■ **Exercise details**
In the entries that follow, find each line with the word "ValueEnum" and copy it.

-*-

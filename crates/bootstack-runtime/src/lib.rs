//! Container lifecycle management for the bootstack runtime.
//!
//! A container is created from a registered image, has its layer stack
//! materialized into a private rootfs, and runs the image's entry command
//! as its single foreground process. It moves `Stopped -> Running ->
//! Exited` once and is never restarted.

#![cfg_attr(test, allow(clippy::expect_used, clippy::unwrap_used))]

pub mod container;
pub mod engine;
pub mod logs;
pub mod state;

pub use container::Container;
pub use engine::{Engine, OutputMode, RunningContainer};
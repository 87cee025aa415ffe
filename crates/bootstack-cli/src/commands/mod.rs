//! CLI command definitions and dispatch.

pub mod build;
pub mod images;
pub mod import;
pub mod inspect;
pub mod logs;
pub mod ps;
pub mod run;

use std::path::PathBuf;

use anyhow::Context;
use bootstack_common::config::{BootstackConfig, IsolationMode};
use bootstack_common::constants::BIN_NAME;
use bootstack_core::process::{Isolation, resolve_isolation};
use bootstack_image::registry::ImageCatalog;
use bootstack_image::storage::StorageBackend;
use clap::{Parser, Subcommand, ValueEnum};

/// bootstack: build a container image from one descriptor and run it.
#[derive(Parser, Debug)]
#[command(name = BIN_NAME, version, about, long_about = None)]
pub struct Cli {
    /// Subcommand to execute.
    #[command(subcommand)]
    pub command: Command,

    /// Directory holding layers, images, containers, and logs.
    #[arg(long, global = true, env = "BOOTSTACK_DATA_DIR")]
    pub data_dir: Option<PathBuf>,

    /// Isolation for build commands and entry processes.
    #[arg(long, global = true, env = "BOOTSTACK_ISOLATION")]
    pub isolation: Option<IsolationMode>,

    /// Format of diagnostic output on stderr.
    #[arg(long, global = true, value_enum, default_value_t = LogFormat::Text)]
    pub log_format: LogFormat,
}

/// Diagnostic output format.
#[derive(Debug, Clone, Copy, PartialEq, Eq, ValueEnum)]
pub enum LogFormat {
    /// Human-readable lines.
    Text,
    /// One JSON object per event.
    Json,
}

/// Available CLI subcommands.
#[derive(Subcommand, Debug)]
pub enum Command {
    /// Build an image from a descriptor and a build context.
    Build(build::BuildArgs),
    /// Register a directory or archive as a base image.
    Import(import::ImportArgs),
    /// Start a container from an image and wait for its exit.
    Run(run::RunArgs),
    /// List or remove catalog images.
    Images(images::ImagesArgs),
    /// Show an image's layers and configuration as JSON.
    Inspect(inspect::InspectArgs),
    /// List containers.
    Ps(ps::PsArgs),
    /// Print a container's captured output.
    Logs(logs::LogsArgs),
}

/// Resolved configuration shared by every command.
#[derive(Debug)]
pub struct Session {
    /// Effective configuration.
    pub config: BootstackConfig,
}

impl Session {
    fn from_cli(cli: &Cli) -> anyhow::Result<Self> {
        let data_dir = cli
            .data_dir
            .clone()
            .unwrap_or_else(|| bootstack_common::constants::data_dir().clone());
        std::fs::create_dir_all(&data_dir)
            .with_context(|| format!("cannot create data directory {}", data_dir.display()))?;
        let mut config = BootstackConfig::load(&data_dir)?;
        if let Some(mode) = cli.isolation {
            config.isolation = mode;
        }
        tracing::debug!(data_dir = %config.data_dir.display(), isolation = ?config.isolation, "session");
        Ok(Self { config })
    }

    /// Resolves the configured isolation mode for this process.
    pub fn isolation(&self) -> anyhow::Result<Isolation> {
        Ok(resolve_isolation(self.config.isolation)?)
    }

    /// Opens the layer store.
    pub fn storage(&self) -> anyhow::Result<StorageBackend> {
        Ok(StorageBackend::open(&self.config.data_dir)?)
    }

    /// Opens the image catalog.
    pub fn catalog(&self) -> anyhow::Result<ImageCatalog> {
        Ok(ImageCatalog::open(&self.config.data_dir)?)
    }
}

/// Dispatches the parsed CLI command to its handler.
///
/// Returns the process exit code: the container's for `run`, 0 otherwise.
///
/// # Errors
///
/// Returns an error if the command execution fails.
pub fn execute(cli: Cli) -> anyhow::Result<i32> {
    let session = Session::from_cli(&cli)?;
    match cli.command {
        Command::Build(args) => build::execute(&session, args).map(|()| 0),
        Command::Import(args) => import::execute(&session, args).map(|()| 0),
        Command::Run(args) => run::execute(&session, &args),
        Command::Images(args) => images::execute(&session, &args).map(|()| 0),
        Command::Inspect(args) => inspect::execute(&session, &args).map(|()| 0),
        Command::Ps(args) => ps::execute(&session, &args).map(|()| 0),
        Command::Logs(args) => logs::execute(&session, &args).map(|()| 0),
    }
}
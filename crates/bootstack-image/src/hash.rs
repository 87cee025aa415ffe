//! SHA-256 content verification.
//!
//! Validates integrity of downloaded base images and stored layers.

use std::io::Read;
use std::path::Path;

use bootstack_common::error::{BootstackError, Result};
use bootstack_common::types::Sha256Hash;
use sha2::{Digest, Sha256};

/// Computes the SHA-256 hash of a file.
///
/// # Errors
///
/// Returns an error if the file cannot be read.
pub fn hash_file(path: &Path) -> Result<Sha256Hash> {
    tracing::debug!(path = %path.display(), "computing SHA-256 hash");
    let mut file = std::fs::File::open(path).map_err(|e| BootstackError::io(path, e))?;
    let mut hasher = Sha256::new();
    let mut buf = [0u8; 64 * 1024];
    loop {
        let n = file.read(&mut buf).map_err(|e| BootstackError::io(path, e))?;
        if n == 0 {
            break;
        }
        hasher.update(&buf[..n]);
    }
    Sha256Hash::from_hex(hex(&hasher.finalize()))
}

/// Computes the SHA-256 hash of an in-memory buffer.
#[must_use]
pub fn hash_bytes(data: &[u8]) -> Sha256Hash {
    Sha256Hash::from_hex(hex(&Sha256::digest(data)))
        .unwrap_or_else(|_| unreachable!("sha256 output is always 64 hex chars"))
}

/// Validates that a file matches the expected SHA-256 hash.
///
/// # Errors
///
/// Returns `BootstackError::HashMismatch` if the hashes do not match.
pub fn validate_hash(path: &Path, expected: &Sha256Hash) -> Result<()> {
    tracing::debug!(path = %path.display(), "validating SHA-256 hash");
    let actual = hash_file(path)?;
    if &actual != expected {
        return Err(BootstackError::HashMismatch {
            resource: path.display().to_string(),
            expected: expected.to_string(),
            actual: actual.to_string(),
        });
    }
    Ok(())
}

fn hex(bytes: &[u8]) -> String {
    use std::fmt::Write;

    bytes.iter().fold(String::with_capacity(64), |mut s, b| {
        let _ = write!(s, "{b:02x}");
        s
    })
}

-*-

■ **Exercise result**
use clap::{Parser, Subcommand, ValueEnum};
#[derive(Debug, Clone, Copy, PartialEq, Eq, ValueEnum)]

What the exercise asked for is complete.